**Exercise directions:** Reduce the material below to its lines containing "timestamp".

**Data extract:**

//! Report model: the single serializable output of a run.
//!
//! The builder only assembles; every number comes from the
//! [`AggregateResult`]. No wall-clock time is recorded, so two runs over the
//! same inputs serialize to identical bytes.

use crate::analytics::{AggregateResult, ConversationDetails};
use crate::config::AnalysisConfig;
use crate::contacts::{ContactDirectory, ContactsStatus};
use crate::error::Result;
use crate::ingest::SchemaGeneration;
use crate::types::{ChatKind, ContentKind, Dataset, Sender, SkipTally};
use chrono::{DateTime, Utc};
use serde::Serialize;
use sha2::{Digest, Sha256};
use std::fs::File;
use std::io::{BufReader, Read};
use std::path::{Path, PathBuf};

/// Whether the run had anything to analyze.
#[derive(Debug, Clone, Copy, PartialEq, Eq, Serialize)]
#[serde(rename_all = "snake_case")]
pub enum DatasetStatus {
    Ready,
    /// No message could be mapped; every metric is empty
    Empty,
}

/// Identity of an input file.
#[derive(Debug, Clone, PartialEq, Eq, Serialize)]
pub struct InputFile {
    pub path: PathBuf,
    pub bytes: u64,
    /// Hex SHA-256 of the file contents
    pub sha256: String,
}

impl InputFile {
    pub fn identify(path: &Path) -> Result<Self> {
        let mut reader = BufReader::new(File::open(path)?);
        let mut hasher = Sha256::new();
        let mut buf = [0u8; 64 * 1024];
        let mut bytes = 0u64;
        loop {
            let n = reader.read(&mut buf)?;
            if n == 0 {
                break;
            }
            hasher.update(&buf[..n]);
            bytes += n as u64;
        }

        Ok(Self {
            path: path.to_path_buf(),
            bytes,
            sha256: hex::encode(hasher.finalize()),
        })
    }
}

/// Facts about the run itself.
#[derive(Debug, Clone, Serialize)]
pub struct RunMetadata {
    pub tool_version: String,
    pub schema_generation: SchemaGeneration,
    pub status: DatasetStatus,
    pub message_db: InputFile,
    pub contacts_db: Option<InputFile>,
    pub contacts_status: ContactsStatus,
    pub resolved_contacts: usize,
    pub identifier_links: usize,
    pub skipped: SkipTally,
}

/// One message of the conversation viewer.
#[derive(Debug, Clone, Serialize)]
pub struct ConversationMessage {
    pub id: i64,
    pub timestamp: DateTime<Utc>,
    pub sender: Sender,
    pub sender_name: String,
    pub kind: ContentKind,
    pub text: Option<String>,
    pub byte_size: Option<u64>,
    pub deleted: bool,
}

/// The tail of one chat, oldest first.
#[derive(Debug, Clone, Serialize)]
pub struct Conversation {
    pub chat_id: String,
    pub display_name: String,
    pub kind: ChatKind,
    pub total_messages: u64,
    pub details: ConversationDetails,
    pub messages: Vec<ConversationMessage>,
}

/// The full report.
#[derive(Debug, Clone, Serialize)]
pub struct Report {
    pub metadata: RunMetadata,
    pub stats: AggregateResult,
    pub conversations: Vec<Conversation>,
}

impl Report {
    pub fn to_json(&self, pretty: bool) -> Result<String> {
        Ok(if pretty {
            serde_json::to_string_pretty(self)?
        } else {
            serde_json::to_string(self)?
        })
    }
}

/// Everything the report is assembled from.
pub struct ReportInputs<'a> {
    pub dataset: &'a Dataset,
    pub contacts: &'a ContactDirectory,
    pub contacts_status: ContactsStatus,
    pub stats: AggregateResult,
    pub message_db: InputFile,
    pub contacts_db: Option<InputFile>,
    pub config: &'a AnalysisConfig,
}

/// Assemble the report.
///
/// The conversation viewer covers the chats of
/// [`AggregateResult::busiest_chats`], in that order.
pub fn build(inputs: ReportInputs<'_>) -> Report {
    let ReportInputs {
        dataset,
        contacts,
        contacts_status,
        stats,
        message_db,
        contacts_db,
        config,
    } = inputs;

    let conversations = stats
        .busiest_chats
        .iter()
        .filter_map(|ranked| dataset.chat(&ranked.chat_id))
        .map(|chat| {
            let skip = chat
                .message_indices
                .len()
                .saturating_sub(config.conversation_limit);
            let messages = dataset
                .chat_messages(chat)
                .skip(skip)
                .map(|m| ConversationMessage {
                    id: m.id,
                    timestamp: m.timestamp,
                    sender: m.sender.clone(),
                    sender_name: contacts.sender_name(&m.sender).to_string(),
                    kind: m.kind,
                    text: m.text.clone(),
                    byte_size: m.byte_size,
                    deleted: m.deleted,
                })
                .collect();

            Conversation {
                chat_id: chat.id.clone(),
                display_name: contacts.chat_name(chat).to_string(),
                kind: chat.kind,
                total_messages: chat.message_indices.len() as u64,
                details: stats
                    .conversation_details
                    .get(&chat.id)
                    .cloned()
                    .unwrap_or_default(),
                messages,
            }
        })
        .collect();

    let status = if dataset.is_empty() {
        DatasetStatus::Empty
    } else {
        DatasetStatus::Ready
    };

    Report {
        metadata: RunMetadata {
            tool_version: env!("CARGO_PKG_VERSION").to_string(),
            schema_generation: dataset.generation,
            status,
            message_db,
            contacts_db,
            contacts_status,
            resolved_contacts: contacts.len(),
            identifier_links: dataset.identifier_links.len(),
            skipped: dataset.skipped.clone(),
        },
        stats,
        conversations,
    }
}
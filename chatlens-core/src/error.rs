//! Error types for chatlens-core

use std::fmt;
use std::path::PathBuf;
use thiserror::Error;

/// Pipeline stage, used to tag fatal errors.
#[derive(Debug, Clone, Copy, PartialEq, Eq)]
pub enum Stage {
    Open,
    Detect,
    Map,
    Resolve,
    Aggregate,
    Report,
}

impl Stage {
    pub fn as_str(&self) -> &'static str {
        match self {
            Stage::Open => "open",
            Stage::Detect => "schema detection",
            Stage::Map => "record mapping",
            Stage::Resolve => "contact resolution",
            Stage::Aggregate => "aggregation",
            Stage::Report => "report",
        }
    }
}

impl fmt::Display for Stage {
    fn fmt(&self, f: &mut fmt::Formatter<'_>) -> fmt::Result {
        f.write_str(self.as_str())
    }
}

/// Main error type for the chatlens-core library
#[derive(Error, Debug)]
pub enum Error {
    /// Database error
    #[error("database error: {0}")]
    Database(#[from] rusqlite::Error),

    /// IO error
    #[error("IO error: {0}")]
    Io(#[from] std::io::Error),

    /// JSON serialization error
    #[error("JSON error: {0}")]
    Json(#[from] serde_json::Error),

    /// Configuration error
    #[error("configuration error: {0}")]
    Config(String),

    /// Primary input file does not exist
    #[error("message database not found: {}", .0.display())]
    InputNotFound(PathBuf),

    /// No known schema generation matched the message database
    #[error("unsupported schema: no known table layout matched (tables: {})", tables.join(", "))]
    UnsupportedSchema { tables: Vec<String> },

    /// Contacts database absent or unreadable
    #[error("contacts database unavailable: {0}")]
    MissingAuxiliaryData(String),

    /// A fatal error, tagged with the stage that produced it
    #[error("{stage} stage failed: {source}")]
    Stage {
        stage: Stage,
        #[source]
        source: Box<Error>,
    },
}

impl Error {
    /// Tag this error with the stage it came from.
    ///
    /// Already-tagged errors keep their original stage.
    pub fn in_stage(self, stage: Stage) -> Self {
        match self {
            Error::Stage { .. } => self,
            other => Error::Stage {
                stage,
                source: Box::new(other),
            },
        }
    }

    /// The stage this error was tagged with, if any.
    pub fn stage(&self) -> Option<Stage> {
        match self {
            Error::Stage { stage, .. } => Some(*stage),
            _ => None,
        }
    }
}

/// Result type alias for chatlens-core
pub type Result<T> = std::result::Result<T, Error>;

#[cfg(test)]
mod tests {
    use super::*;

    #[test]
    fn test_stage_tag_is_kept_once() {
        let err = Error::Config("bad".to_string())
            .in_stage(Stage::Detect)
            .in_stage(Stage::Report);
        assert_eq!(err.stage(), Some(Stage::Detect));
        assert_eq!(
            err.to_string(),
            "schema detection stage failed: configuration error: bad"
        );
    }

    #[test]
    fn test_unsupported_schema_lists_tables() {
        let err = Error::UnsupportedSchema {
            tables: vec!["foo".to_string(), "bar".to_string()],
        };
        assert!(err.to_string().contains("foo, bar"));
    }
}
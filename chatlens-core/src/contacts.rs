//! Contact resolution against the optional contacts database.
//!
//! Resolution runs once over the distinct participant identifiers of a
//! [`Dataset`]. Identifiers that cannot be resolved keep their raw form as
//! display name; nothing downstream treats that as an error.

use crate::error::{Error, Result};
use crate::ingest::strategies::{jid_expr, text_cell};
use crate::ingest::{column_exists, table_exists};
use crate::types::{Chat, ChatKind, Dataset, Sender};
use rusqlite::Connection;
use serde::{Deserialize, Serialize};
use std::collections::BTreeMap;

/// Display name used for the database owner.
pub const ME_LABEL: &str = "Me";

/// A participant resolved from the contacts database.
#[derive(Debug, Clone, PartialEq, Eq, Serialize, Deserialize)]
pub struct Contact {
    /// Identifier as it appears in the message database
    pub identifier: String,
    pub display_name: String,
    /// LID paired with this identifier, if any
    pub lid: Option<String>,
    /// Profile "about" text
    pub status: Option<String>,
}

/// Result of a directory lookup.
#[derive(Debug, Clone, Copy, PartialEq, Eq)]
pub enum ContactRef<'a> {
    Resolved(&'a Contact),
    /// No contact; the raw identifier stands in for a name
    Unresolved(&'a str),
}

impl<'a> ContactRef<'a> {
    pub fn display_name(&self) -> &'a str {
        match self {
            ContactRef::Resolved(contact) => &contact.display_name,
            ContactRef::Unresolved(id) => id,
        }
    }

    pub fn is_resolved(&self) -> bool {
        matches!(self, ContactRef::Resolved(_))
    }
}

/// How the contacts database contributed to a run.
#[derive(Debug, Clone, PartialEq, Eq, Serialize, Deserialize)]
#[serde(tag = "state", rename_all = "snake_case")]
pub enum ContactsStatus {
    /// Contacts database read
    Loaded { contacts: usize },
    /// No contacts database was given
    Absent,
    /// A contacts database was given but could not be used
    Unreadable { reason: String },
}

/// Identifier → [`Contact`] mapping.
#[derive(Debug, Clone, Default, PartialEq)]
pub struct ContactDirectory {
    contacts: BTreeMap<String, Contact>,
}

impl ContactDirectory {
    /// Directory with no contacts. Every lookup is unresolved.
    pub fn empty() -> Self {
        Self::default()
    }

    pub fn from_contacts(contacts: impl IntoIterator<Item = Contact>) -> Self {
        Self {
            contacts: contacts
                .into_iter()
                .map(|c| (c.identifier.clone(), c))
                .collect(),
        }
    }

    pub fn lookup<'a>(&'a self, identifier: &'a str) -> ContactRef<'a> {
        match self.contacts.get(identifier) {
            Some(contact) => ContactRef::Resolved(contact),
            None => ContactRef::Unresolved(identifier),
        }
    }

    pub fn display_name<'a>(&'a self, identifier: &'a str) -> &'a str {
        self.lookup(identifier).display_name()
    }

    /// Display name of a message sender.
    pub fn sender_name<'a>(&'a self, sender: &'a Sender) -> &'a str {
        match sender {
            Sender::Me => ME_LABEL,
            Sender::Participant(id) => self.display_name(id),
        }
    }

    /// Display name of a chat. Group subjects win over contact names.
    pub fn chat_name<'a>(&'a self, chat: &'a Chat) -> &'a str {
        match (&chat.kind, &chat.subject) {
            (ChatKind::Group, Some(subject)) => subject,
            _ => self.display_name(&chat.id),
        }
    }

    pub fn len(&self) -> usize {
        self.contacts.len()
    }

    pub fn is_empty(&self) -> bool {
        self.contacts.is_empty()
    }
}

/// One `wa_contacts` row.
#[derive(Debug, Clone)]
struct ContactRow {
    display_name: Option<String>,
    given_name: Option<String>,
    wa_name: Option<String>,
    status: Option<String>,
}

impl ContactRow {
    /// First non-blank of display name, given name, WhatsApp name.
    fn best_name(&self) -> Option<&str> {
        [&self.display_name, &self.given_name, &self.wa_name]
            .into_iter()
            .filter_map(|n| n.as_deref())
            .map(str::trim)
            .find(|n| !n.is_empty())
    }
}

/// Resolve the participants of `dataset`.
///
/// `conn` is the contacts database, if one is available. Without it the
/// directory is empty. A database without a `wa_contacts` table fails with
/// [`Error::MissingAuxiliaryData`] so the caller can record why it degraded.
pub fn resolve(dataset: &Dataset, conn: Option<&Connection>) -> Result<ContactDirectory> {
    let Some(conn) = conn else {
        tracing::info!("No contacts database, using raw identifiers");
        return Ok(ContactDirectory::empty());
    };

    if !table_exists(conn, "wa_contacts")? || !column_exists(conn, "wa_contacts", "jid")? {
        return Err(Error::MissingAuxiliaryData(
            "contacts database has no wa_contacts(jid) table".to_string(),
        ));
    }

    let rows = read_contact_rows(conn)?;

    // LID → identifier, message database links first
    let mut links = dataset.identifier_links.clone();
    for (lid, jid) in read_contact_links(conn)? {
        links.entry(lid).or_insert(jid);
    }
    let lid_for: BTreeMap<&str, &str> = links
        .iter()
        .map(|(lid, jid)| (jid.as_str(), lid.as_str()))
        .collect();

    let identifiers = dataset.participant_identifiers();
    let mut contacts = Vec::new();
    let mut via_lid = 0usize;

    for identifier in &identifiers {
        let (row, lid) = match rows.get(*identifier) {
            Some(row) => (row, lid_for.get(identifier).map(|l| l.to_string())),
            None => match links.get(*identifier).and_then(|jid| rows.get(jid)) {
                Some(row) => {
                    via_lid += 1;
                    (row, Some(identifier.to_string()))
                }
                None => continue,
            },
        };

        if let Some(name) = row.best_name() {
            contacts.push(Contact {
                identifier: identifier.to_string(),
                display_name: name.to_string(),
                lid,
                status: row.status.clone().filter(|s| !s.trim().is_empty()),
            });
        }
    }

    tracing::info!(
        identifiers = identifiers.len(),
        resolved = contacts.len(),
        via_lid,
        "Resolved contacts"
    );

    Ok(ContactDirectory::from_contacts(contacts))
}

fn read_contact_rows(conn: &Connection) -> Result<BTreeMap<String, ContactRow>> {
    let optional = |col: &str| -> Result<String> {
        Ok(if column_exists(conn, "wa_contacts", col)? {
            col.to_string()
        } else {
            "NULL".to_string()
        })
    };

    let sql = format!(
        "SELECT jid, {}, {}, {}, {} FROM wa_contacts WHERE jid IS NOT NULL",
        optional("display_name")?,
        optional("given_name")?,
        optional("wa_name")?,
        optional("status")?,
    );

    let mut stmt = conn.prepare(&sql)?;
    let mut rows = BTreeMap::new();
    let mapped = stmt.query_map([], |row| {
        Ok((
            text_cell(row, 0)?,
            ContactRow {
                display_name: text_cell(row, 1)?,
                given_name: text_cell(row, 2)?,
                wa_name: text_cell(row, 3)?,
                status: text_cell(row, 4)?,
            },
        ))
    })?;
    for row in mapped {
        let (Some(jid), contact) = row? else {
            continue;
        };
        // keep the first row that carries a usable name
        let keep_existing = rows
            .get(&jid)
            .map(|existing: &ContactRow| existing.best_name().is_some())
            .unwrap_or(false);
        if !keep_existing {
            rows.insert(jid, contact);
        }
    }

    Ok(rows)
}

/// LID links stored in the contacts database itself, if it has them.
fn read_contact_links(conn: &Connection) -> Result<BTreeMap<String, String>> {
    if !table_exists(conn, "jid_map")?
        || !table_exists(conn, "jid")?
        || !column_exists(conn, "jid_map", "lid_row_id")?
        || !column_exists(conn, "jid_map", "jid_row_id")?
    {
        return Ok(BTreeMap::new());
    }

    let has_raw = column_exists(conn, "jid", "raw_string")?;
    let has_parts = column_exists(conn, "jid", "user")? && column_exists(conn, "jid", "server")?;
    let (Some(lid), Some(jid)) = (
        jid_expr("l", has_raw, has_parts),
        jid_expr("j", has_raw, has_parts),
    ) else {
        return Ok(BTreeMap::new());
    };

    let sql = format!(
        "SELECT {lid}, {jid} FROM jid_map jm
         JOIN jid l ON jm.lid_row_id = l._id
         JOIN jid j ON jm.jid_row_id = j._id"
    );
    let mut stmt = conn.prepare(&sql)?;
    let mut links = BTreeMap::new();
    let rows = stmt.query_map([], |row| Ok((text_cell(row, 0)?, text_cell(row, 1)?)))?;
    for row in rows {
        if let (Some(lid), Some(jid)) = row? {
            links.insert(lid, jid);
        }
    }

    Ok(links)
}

**Exercise solution:**
    pub timestamp: DateTime<Utc>,
                    timestamp: m.timestamp,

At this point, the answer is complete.